This repository holds the package for the ME-450 final project of Team Catchers.

Authors : Anunth Ramaswami, Kasina Jyothi Swaroop, Kyle Thompson , Zixin Ye

Project Overview

The project aims at catching a ball using a Franka Emika Robot Arm. The ball is tracked using a Realsense camera and a trajectory prediction node predicts the pose of the ball at the instant it intersects with a designated plane and command the robot to move to the goal_pose.

Prerequisites

  • The realsense2_camera driver installed (from Intel RealSense ROS2 package).
  • The ultralytics package installed using Ultralytics
  • The modern_robotics library following similar instructions as Ultralytics.
  • A RealSense camera physically connected to the machine and accessible by the driver.
  • Clone and build the packages:
    mkdir -p ws/src
    cd ws/src
    git clone [email protected]:ME495-EmbeddedSystems/final-project-catchers.git
    cd ../
    vcs import src < src/final-project-catchers/final.repos
    colcon build
    source install/setup.bash

How to run

  1. Plug in the RealSense camera into your machine.

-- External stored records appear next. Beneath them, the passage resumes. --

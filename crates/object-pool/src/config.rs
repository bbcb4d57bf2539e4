//! Pool configuration fixed at construction time.

/// The per-block header variant maintained by the pool.
///
/// The four kinds form a closed set; the pool dispatches on the kind at the
/// header write/clear boundary. [`Extended`](HeaderKind::Extended) composes
/// the basic header with a caller-defined prefix rather than replacing it.
#[derive(Debug, Clone, Copy, PartialEq, Eq)]
pub enum HeaderKind {
    /// No header bytes are reserved.
    None,
    /// A 32-bit allocation number followed by a one-byte in-use flag.
    Basic,
    /// `extra_bytes` caller slots, a 16-bit use counter, then the basic
    /// header. The counter survives free/allocate cycles of the same block
    /// and wraps at 65535.
    Extended {
        /// Width of the caller-defined slot region preceding the counter.
        extra_bytes: usize,
    },
    /// A pointer-sized slot that, while the block is in use, holds the
    /// address of a side-allocated [`BlockInfo`](crate::BlockInfo) record;
    /// zero while the block is free.
    External,
}

impl HeaderKind {
    /// Bytes occupied by the basic header: a `u32` allocation number plus
    /// the in-use flag byte.
    pub const BASIC_SIZE: usize = 5;

    /// Bytes this header variant occupies in front of each block.
    #[must_use]
    pub const fn size(self) -> usize {
        match self {
            Self::None => 0,
            Self::Basic => Self::BASIC_SIZE,
            Self::Extended { extra_bytes } => extra_bytes + 2 + Self::BASIC_SIZE,
            Self::External => size_of::<*mut u8>(),
        }
    }
}

/// Configuration for an [`ObjectPool`](crate::ObjectPool), fixed at
/// construction.
///
/// The derived byte layout is computed from this configuration and the
/// object size by [`BlockLayout::compute`](crate::layout::BlockLayout::compute).
#[derive(Debug, Clone)]
pub struct Config {
    /// Number of blocks carved from each page. Must be at least 1.
    pub objects_per_page: usize,
    /// Cap on live pages; 0 means unlimited.
    pub max_pages: usize,
    /// Width of the pad fence on each side of the object region.
    pub pad_bytes: usize,
    /// Block alignment; must be a power of two. 0 or 1 disables alignment
    /// filler.
    pub alignment: usize,
    /// Per-block header variant.
    pub header_kind: HeaderKind,
    /// When set, every allocation takes fresh bytes from the system
    /// allocator and pages/free-list bookkeeping is bypassed.
    pub use_system_allocator: bool,
    /// When set, signature patterns are written and `free` validates its
    /// argument.
    pub debug: bool,
}

impl Default for Config {
    fn default() -> Self {
        Self {
            objects_per_page: 4,
            max_pages: 0,
            pad_bytes: 0,
            alignment: 0,
            header_kind: HeaderKind::None,
            use_system_allocator: false,
            debug: false,
        }
    }
}
//! Fixed-size object pool allocator.
//!
//! This crate provides a pool allocator that serves repeated allocation and
//! deallocation of objects of a single, caller-chosen size. Memory is
//! obtained from the system in large fixed-size *pages*; each page is carved
//! into a constant number of equally sized *blocks*. Serving and returning
//! a block is O(1) and does not touch the system allocator.
//!
//! # Memory Layout
//!
//! Free blocks double as free-list nodes: while a block is free, the first
//! pointer-sized bytes of its object region hold the link to the next free
//! block. Pages are threaded into a chain the same way through a
//! pointer-sized slot at the page base.
//!
//! ```text
//! Page Layout:
//! ┌──────────┬───────┬────────┬─────┬────────┬─────┬───────┬────────┬─ ─ ─
//! │ page link│ align │ header │ pad │ object │ pad │ align │ header │ ...
//! └──────────┴───────┴────────┴─────┴────────┴─────┴───────┴────────┴─ ─ ─
//! ```
//!
//! Headers, pad fences, and alignment filler are all optional and
//! configured at construction; see [`Config`] and [`HeaderKind`].
//!
//! # Debug Instrumentation
//!
//! With [`Config::debug`] set, every byte class is painted with a
//! recognizable signature (see [`pattern`]), and `free` validates its
//! argument: double frees, pad-fence corruption, addresses off a block
//! boundary, and addresses the pool has never seen are rejected with the
//! corresponding [`PoolError`]. [`ObjectPool::validate_pages`] scans every
//! block for pad damage on demand. All instrumentation cost disappears when
//! `debug` is off.
//!
//! # Usage Example
//!
//! ```rust
//! use object_pool::{Config, HeaderKind, ObjectPool};
//!
//! let config = Config {
//!     objects_per_page: 8,
//!     pad_bytes: 2,
//!     header_kind: HeaderKind::Basic,
//!     debug: true,
//!     ..Config::default()
//! };
//! let mut pool = ObjectPool::new(64, config);
//!
//! let object = pool.allocate(None).unwrap();
//! assert_eq!(pool.stats().live_objects, 1);
//!
//! unsafe {
//!     pool.free(object).unwrap();
//! }
//! assert_eq!(pool.stats().live_objects, 0);
//! ```
//!
//! # Performance Characteristics
//!
//! | Operation | Cost |
//! |-----------|------|
//! | `allocate` / `free` | O(1), plus one page allocation when the pool grows |
//! | `free` with debug | O(pads) per call, O(n) for link-sized objects |
//! | `dump_in_use` / `validate_pages` | O(pages · blocks) |
//! | `reclaim_empty_pages` | O(pages · free-list length) |
//!
//! # Thread Safety
//!
//! A pool is `Send` but not `Sync`: it can move between threads but
//! requires external synchronization for concurrent access. Independent
//! pools are fully independent.

pub mod config;
pub mod error;
mod free_list;
mod header;
pub mod layout;
mod page;
pub mod pattern;
pub mod pool;
pub mod stats;
mod validate;

pub use self::{
    config::{Config, HeaderKind},
    error::PoolError,
    header::BlockInfo,
    layout::BlockLayout,
    pool::ObjectPool,
    stats::Stats,
};
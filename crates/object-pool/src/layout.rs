//! Per-page byte layout derived from the configuration and object size.
//!
//! A page is laid out as:
//!
//! ```text
//! ┌──────────┬────────────┬────────┬──────┬────────┬──────┬─ ─ ─
//! │ page link│ left align │ header │ pad  │ object │ pad  │ ...
//! │ (ptr)    │ filler     │        │      │        │      │
//! └──────────┴────────────┴────────┴──────┴────────┴──────┴─ ─ ─
//!      ─ ─ ─┬─────────────┬────────┬──────┬────────┬──────┐
//!       ... │ inter align │ header │ pad  │ object │ pad  │  (× objects_per_page − 1)
//!      ─ ─ ─┴─────────────┴────────┴──────┴────────┴──────┘
//! ```
//!
//! The calculator is a pure function and rejects nothing. Pathological
//! combinations are a caller contract violation and are not checked
//! dynamically; in particular, `object_size < size_of::<*mut u8>()` leaves
//! no room for the free-list link overlay.

use crate::config::Config;

/// Size of the page-link slot and of the free-list link overlay.
pub(crate) const PTR_SIZE: usize = size_of::<*mut u8>();

/// The derived byte layout of one page.
///
/// `header_offset`, `left_pad_offset`, and `object_offset` are measured from
/// the start of a repeating block's stride region, i.e. from the start of
/// that block's alignment filler. For absolute positions use
/// [`object_offset_in_page`](Self::object_offset_in_page).
#[derive(Debug, Clone, Copy, PartialEq, Eq)]
pub struct BlockLayout {
    /// Size of the caller-visible object region.
    pub object_size: usize,
    /// Blocks carved from each page.
    pub objects_per_page: usize,
    /// Pad fence width on each side of the object region.
    pub pad_bytes: usize,
    /// Bytes occupied by the configured header variant.
    pub header_size: usize,
    /// Alignment filler between the page link and the first header.
    pub left_align: usize,
    /// Alignment filler between consecutive blocks.
    pub inter_align: usize,
    /// Page base to the first object region; includes the page-link slot.
    pub left_stride: usize,
    /// Byte distance between consecutive object regions.
    pub inter_stride: usize,
    /// Total bytes per page.
    pub page_size: usize,
    /// Stride-region start to the header.
    pub header_offset: usize,
    /// Stride-region start to the left pad.
    pub left_pad_offset: usize,
    /// Stride-region start to the object region.
    pub object_offset: usize,
}

impl BlockLayout {
    /// Derives the page layout for `object_size`-byte blocks under `config`.
    #[must_use]
    pub fn compute(object_size: usize, config: &Config) -> Self {
        let header_size = config.header_kind.size();
        let pad = config.pad_bytes;

        let left_total = header_size + pad + PTR_SIZE;
        let inter_total = header_size + 2 * pad + object_size;
        let (left_align, inter_align) = if config.alignment <= 1 {
            (0, 0)
        } else {
            (left_total % config.alignment, inter_total % config.alignment)
        };

        let left_stride = PTR_SIZE + left_align + header_size + pad;
        let inter_stride = inter_total + inter_align;
        let page_size =
            left_stride + (config.objects_per_page - 1) * inter_stride + object_size + pad;

        Self {
            object_size,
            objects_per_page: config.objects_per_page,
            pad_bytes: pad,
            header_size,
            left_align,
            inter_align,
            left_stride,
            inter_stride,
            page_size,
            header_offset: inter_align,
            left_pad_offset: inter_align + header_size,
            object_offset: inter_align + header_size + pad,
        }
    }

    /// Byte offset from the page base to the object region of block `index`.
    #[must_use]
    pub fn object_offset_in_page(&self, index: usize) -> usize {
        self.left_stride + index * self.inter_stride
    }

    /// Byte offset from the page base to the header of block `index`.
    #[must_use]
    pub fn header_offset_in_page(&self, index: usize) -> usize {
        self.object_offset_in_page(index) - self.pad_bytes - self.header_size
    }
}
//! Error type for pool operations.

use snafu::{Location, Snafu};

/// The errors a pool operation can raise.
///
/// `OutOfLogicalMemory` and `OutOfPhysicalMemory` can occur on any
/// `allocate`; the remaining variants are misuse diagnostics raised by
/// `free` only while debug instrumentation is enabled. None are retried
/// internally, and statistics reflect only operations that completed.
#[derive(Debug, Snafu)]
#[snafu(visibility(pub(crate)))]
#[non_exhaustive]
pub enum PoolError {
    /// The configured page cap was reached.
    #[snafu(display("out of logical memory: page cap of {max_pages} reached"))]
    OutOfLogicalMemory {
        /// Configured cap that was hit.
        max_pages: usize,
        #[snafu(implicit)]
        location: Location,
    },
    /// The system allocator refused the request.
    #[snafu(display("out of physical memory: system refused {requested} bytes"))]
    OutOfPhysicalMemory {
        /// Size of the refused request.
        requested: usize,
        #[snafu(implicit)]
        location: Location,
    },
    /// The block is already on the free list.
    #[snafu(display("multiple free of block at {address:#x}"))]
    MultipleFree {
        /// Object-region address passed to `free`.
        address: usize,
        #[snafu(implicit)]
        location: Location,
    },
    /// A pad byte next to the block was overwritten.
    #[snafu(display("corrupted pad bytes around block at {address:#x}"))]
    CorruptedBlock {
        /// Object-region address passed to `free`.
        address: usize,
        #[snafu(implicit)]
        location: Location,
    },
    /// The address lies inside a page but not on a block boundary.
    #[snafu(display("address {address:#x} is not on a block boundary"))]
    BadBoundary {
        /// Offending address.
        address: usize,
        #[snafu(implicit)]
        location: Location,
    },
    /// The address lies in no page owned by the pool.
    #[snafu(display("address {address:#x} does not belong to any page"))]
    BadAddress {
        /// Offending address.
        address: usize,
        #[snafu(implicit)]
        location: Location,
    },
}

/// Result alias used throughout the crate.
pub type Result<T, E = PoolError> = core::result::Result<T, E>;
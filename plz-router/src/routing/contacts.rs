//! Contact details for the people named in the rule table.

use std::collections::HashMap;
use std::path::Path;

use crate::domain::{Person, PersonContact, TableError};

use super::rules::all_rules;

const EMBEDDED_CONTACTS: &str = include_str!("../../data/contacts.json");

/// Contact records keyed by display name.
#[derive(Debug, Clone, Default)]
pub struct ContactBook {
    contacts: HashMap<String, PersonContact>,
}

impl ContactBook {
    /// Load the contacts embedded in the binary.
    pub fn embedded() -> Result<Self, TableError> {
        Self::from_json(EMBEDDED_CONTACTS)
    }

    /// Load contacts from a JSON file.
    pub fn from_path(path: impl AsRef<Path>) -> Result<Self, TableError> {
        let path = path.as_ref();
        let json = std::fs::read_to_string(path).map_err(|source| TableError::Io {
            path: path.display().to_string(),
            source,
        })?;
        Self::from_json(&json)
    }

    /// Parse contacts from JSON: `[{"name": "...", "position": "...", "email": "..."}, ...]`.
    pub fn from_json(json: &str) -> Result<Self, TableError> {
        let records: Vec<PersonContact> = serde_json::from_str(json)?;
        Self::from_contacts(records)
    }

    /// Build a contact book. Names must be unique.
    pub fn from_contacts(
        records: impl IntoIterator<Item = PersonContact>,
    ) -> Result<Self, TableError> {
        let mut contacts = HashMap::new();
        for record in records {
            let name = record.name.trim().to_string();
            if name.is_empty() {
                return Err(TableError::Invalid("contact without a name".to_string()));
            }
            if contacts.contains_key(&name) {
                return Err(TableError::Invalid(format!("duplicate contact \"{name}\"")));
            }
            contacts.insert(name, record);
        }
        Ok(Self { contacts })
    }

    /// Contact record for a person.
    pub fn contact(&self, person: Person) -> Option<&PersonContact> {
        self.contacts.get(person.name())
    }

    /// Check that every person named by the rule table has a contact.
    pub fn validate_rules(&self) -> Result<(), TableError> {
        for (digit, rule) in all_rules() {
            for person in rule.outcome.persons() {
                if self.contact(*person).is_none() {
                    return Err(TableError::Invalid(format!(
                        "no contact for {person}, needed by postal codes starting with {digit}"
                    )));
                }
            }
        }
        Ok(())
    }

    /// Number of contacts.
    pub fn len(&self) -> usize {
        self.contacts.len()
    }

    /// Whether the book is empty.
    pub fn is_empty(&self) -> bool {
        self.contacts.is_empty()
    }
}
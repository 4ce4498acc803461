//! Geocoding fallback for city names the local table does not know.
//!
//! The resolver only needs one question answered: "which postal code does
//! this city have?". [`Geocoder`] is that seam. [`NominatimClient`] asks
//! OpenStreetMap's Nominatim service over HTTP; [`MockGeocoder`] answers
//! from memory for tests and offline development.

mod client;
mod error;
mod geocoder;
mod mock;
mod types;

pub use client::{NominatimClient, NominatimConfig};
pub use error::GeocodeError;
pub use geocoder::Geocoder;
pub use mock::MockGeocoder;
pub use types::{NominatimAddress, NominatimPlace};
//! Geocoding error types.

/// Errors that can occur while asking a geocoder for a postal code.
///
/// A geocoder that answers "no such place" returns `Ok(None)`; these
/// variants are reserved for failures to get an answer at all.
#[derive(Debug, thiserror::Error)]
pub enum GeocodeError {
    /// HTTP request failed (network error, client timeout, etc.)
    #[error("HTTP error: {0}")]
    Http(#[from] reqwest::Error),

    /// Rate limited by the geocoding service
    #[error("rate limited by geocoding service")]
    RateLimited,

    /// Service returned an error status
    #[error("API error {status}: {message}")]
    Api { status: u16, message: String },

    /// Failed to parse response JSON
    #[error("JSON parse error: {message}")]
    Json { message: String },

    /// No answer within the configured bound
    #[error("geocoding timed out after {after_ms} ms")]
    Timeout { after_ms: u64 },

    /// Mock geocoder misconfigured or told to fail
    #[error("mock geocoder: {message}")]
    Mock { message: String },
}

  2. In another terminal (with the catchers_ws sourced), launch the detect.launch.xml:

  • If camera calibration is required(usually when camera is moved), attach the ArUco marker of ID 25 from the family DICT_6X6_1000 at the end effector of the franka robot arm and run the command below and follow the calibration procedure as described in Camera_Calibration

    ros2 launch catchers_vision detect.launch.xml demo:=false calibrate:=true
  • If calibration file already exists at .ros2/easy_handeye2/calibrations/my_eob_calib.calib, then run the below command to start detecting the ball and publishing transforms.

    ros2 launch catchers_vision detect.launch.xml demo:=false calibrate:=false
  1. Call the service pick_hoop to pick up the hoop.
    ros2 service call /pick_hoop std_srvs/srv/Empty
  2. Call the service toggle to move the robot from the ready position to the plane where it will catch the robot.
    ros2 service call /toggle std_srvs/srv/Empty
  3. Call the service reset_throw to reset any stray predictions by the model and get ready for the new throw, this will remove all the previous detections and predictions of ball pose from Rviz.
    ros2 service call /reset_throw std_srvs/srv/Empty

And thats it, the Robot Arm is now ready to catch a ball!

Usage of the Launch file

The catchers_vision package has one important launch file detect.launch.xml.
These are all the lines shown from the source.